Search the listing below for the word "used" and copy each line where it appears.
***
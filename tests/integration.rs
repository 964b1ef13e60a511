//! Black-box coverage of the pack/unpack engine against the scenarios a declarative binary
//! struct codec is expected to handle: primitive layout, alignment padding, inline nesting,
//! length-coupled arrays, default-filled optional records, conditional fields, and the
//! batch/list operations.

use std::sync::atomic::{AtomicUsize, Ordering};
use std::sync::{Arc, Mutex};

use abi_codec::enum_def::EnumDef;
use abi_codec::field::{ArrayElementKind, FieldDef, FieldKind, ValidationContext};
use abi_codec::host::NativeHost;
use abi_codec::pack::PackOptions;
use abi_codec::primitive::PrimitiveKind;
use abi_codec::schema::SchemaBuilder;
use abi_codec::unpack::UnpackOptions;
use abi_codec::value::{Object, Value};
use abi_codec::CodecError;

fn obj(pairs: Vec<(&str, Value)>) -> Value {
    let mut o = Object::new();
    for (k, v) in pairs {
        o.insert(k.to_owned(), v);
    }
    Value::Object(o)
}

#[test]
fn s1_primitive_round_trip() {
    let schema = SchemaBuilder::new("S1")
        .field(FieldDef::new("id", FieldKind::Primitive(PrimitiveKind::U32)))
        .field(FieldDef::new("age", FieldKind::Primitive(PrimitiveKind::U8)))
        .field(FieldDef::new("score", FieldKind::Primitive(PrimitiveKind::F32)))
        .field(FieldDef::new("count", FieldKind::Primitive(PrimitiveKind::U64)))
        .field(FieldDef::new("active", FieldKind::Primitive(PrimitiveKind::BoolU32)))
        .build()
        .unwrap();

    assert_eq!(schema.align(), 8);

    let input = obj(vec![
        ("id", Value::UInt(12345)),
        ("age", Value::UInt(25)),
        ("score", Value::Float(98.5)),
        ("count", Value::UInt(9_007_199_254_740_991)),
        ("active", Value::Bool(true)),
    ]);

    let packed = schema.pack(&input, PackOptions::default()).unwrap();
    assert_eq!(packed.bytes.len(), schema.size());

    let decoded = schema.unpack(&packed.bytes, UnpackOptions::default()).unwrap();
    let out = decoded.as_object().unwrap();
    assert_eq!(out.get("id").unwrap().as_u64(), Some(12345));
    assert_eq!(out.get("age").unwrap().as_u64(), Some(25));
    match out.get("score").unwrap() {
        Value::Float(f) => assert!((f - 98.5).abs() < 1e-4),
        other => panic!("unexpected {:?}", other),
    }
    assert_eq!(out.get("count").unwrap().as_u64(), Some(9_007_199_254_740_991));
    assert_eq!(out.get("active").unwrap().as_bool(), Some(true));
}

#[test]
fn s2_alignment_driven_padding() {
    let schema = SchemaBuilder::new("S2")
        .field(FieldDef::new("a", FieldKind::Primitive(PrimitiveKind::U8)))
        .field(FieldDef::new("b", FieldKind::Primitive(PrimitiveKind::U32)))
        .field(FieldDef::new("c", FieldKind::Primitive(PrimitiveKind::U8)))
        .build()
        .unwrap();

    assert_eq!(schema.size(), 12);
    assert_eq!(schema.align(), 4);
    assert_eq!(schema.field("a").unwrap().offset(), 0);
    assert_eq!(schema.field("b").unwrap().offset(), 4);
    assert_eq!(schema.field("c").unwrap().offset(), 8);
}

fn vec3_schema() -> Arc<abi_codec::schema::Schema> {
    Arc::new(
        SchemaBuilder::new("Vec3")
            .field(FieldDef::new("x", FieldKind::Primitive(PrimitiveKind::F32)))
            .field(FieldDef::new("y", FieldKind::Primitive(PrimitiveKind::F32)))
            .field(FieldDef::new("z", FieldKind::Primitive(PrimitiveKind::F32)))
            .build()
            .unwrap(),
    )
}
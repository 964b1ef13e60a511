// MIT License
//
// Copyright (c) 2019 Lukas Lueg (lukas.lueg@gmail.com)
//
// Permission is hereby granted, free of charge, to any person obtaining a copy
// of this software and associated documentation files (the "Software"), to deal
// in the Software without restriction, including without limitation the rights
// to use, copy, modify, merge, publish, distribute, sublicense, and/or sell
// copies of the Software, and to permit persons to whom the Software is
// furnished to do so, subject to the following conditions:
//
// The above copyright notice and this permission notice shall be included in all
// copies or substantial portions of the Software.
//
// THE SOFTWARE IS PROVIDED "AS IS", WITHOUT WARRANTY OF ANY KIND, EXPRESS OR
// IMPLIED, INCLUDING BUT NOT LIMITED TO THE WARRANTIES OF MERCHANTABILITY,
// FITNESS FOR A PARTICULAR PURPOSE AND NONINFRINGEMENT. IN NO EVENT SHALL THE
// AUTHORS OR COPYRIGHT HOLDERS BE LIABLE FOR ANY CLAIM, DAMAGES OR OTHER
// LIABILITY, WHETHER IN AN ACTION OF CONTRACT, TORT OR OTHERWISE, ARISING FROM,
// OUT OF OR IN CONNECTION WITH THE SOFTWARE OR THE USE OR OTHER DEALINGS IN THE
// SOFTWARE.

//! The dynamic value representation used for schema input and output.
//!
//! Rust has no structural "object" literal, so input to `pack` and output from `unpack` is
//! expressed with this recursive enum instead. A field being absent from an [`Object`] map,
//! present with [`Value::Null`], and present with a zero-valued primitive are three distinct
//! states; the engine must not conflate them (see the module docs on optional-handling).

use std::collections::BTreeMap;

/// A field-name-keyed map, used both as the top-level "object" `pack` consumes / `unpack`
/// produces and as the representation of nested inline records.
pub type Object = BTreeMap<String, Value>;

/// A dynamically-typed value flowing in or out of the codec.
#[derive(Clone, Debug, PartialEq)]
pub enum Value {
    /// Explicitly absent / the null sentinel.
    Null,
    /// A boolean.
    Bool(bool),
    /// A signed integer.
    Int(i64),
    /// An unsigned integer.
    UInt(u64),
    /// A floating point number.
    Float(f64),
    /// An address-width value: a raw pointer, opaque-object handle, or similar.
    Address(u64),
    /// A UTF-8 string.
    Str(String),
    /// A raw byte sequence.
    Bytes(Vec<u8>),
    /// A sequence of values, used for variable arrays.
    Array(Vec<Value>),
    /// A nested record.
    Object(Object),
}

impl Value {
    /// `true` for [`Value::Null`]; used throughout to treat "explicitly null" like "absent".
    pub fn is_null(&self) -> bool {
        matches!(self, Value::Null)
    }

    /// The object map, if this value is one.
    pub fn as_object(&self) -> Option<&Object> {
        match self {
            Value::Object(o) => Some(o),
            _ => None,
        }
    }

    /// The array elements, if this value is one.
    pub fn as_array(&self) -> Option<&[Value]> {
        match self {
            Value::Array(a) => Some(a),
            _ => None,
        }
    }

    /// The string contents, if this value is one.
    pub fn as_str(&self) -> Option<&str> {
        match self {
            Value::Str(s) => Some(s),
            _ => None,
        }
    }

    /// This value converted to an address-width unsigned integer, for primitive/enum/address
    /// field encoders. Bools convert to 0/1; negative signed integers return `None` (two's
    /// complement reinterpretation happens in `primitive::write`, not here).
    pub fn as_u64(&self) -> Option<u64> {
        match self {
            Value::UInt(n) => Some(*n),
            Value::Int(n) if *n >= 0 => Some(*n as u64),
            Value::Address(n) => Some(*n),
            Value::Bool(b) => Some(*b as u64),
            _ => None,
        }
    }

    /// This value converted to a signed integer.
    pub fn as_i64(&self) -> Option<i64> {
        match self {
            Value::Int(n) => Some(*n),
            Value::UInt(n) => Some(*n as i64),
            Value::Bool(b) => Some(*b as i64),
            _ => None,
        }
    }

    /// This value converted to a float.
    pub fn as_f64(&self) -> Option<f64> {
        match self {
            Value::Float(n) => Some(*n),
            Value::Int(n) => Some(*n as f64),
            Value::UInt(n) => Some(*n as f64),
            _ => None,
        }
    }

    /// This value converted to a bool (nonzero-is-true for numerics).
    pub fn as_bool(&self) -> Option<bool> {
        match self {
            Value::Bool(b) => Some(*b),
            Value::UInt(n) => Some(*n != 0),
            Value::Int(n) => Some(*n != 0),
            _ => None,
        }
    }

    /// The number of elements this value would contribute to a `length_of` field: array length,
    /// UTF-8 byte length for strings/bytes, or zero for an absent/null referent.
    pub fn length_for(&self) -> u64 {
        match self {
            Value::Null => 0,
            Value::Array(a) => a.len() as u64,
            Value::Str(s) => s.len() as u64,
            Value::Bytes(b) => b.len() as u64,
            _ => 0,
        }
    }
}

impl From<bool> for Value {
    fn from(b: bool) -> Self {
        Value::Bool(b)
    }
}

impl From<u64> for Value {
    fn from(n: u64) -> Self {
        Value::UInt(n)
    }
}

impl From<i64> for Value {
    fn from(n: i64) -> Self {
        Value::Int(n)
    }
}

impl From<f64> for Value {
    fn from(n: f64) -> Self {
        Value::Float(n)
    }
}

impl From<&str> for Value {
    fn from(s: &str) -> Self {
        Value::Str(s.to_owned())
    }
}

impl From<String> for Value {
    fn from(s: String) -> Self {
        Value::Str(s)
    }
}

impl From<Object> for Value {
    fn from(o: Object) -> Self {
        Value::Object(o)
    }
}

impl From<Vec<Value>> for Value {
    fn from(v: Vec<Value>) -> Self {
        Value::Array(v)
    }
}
***
## Response area
//! The dynamic value representation used for schema input and output.
/// A field-name-keyed map, used both as the top-level "object" `pack` consumes / `unpack`
    /// A sequence of values, used for variable arrays.
    /// `true` for [`Value::Null`]; used throughout to treat "explicitly null" like "absent".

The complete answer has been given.